Aim of the exercise>
Go through the entries below, count every line with the string "None", and answer with only that number.

--

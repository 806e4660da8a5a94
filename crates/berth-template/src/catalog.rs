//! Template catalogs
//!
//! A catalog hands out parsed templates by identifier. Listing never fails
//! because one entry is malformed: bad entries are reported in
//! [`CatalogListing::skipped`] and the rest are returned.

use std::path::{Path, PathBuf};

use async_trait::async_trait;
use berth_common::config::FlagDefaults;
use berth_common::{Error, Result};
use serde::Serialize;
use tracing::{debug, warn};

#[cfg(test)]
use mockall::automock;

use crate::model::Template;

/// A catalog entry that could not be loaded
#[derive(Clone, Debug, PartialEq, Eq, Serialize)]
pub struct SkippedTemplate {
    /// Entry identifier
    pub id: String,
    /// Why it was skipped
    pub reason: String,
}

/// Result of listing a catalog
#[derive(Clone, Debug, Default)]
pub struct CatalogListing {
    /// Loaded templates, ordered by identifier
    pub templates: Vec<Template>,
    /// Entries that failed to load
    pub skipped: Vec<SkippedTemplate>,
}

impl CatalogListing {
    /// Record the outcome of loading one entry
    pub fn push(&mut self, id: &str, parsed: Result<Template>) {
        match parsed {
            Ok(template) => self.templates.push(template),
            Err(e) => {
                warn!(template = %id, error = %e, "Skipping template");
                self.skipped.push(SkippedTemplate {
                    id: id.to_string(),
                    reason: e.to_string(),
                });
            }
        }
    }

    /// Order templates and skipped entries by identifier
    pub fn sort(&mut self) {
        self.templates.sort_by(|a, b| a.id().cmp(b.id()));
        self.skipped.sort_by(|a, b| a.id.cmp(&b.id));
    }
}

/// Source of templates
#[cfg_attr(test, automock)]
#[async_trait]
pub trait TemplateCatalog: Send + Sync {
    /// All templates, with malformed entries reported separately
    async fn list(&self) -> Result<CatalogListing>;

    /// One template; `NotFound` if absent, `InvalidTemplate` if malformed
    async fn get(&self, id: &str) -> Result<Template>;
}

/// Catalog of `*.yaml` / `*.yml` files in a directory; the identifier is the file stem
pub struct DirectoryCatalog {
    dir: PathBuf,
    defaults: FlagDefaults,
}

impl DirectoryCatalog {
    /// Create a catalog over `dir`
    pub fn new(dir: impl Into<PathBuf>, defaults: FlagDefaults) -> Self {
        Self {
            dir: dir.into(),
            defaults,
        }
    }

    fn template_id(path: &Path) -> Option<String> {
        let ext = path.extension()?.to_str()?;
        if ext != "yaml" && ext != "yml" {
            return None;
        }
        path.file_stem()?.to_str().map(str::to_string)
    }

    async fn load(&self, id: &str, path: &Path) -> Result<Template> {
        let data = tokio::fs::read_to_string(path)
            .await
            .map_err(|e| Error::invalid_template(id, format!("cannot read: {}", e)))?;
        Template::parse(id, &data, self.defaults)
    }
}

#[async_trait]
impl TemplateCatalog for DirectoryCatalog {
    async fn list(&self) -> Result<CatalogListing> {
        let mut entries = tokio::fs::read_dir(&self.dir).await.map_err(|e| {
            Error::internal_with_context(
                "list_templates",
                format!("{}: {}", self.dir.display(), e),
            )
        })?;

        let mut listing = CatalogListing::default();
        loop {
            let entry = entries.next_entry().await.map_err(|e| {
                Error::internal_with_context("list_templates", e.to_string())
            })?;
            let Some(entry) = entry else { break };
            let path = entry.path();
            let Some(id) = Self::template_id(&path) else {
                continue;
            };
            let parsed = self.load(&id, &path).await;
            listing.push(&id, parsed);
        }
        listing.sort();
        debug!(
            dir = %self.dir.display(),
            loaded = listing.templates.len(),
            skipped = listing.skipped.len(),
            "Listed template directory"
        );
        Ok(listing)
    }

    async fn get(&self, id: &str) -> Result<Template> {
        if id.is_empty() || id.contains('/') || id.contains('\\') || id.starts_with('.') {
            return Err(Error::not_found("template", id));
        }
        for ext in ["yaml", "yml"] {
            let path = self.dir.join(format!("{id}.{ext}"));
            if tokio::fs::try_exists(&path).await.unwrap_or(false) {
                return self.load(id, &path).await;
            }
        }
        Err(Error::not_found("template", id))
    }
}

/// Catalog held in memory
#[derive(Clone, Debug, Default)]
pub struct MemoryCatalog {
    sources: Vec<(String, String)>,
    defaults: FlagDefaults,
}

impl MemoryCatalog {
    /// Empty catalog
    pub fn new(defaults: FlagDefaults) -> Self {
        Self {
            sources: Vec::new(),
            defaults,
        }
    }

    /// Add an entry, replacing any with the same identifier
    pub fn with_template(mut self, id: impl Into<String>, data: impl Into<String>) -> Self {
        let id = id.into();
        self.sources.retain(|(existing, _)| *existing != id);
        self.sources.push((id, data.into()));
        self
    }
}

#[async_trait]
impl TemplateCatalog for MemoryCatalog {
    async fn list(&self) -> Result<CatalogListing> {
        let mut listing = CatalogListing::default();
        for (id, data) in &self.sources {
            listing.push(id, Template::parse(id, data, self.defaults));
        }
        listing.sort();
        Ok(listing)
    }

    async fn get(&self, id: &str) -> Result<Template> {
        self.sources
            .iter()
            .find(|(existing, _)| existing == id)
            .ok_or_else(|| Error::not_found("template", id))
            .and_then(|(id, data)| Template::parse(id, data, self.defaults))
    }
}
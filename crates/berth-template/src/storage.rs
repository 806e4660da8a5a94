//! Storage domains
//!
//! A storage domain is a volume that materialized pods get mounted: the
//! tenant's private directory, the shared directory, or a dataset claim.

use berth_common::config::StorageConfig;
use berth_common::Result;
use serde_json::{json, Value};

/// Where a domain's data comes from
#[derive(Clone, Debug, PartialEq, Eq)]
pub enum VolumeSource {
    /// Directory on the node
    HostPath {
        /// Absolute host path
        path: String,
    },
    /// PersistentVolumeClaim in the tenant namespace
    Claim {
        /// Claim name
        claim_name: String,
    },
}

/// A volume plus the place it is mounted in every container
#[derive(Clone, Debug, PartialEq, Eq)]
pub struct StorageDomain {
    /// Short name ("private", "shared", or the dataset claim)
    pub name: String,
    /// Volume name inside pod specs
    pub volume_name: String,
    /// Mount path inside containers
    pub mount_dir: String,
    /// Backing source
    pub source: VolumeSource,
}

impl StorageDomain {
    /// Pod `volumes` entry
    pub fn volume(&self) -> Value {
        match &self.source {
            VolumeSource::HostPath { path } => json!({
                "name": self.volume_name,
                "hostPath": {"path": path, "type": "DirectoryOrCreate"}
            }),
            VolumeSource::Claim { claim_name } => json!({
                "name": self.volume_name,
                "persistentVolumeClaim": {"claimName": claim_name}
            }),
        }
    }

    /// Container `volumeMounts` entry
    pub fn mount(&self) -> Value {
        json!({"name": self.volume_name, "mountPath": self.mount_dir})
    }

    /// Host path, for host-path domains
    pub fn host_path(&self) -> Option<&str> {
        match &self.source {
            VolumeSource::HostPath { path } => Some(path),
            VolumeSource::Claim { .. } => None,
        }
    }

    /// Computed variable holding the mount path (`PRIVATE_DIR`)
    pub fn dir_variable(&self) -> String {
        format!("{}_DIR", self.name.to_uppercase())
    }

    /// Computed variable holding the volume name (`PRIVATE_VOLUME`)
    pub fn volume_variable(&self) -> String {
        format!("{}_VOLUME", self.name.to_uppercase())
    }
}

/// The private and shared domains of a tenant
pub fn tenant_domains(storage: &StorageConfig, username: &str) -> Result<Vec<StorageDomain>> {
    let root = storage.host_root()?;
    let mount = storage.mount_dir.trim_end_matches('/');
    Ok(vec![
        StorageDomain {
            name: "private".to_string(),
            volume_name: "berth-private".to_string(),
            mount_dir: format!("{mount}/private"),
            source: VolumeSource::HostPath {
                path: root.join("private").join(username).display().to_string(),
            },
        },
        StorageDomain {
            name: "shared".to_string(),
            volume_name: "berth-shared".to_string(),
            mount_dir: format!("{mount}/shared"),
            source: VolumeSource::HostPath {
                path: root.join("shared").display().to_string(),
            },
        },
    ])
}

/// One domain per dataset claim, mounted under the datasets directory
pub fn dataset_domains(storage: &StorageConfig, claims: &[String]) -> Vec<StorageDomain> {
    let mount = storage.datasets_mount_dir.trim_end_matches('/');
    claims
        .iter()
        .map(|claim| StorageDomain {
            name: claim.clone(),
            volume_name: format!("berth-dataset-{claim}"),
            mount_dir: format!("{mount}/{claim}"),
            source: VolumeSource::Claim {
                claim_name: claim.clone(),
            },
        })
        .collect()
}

--

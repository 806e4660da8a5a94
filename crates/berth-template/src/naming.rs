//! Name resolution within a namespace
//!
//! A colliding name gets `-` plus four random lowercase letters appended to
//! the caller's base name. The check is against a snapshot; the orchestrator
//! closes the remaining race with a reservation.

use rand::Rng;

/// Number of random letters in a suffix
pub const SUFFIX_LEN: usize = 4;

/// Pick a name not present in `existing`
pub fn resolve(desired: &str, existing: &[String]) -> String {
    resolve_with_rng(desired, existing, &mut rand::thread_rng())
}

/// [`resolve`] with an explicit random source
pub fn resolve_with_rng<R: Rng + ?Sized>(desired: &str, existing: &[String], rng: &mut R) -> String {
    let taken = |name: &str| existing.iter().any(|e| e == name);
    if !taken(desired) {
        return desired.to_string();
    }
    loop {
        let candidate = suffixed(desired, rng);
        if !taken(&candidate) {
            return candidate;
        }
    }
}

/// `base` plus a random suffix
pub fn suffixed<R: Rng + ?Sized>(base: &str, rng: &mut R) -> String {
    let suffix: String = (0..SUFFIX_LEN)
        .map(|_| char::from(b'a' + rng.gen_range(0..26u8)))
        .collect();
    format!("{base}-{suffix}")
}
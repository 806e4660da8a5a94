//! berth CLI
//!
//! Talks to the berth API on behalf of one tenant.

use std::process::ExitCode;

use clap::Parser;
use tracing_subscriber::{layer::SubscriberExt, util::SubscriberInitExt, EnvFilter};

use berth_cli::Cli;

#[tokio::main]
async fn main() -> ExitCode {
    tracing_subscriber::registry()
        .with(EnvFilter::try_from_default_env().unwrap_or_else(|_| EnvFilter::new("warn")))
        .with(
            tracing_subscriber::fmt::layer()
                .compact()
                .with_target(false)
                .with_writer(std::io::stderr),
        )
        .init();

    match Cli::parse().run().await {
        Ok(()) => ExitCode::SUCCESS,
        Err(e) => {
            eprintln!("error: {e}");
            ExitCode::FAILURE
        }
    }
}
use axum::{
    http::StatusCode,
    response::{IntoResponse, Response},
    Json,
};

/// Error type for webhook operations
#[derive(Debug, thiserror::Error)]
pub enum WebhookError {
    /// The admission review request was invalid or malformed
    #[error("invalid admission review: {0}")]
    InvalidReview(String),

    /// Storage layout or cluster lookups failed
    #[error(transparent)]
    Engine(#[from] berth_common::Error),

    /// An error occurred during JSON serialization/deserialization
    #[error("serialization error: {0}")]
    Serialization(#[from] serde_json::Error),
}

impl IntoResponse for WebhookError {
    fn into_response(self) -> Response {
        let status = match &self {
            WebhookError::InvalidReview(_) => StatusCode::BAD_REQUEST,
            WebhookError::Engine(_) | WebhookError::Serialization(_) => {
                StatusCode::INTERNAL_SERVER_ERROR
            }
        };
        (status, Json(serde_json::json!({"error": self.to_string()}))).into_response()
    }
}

--

Your solution>
2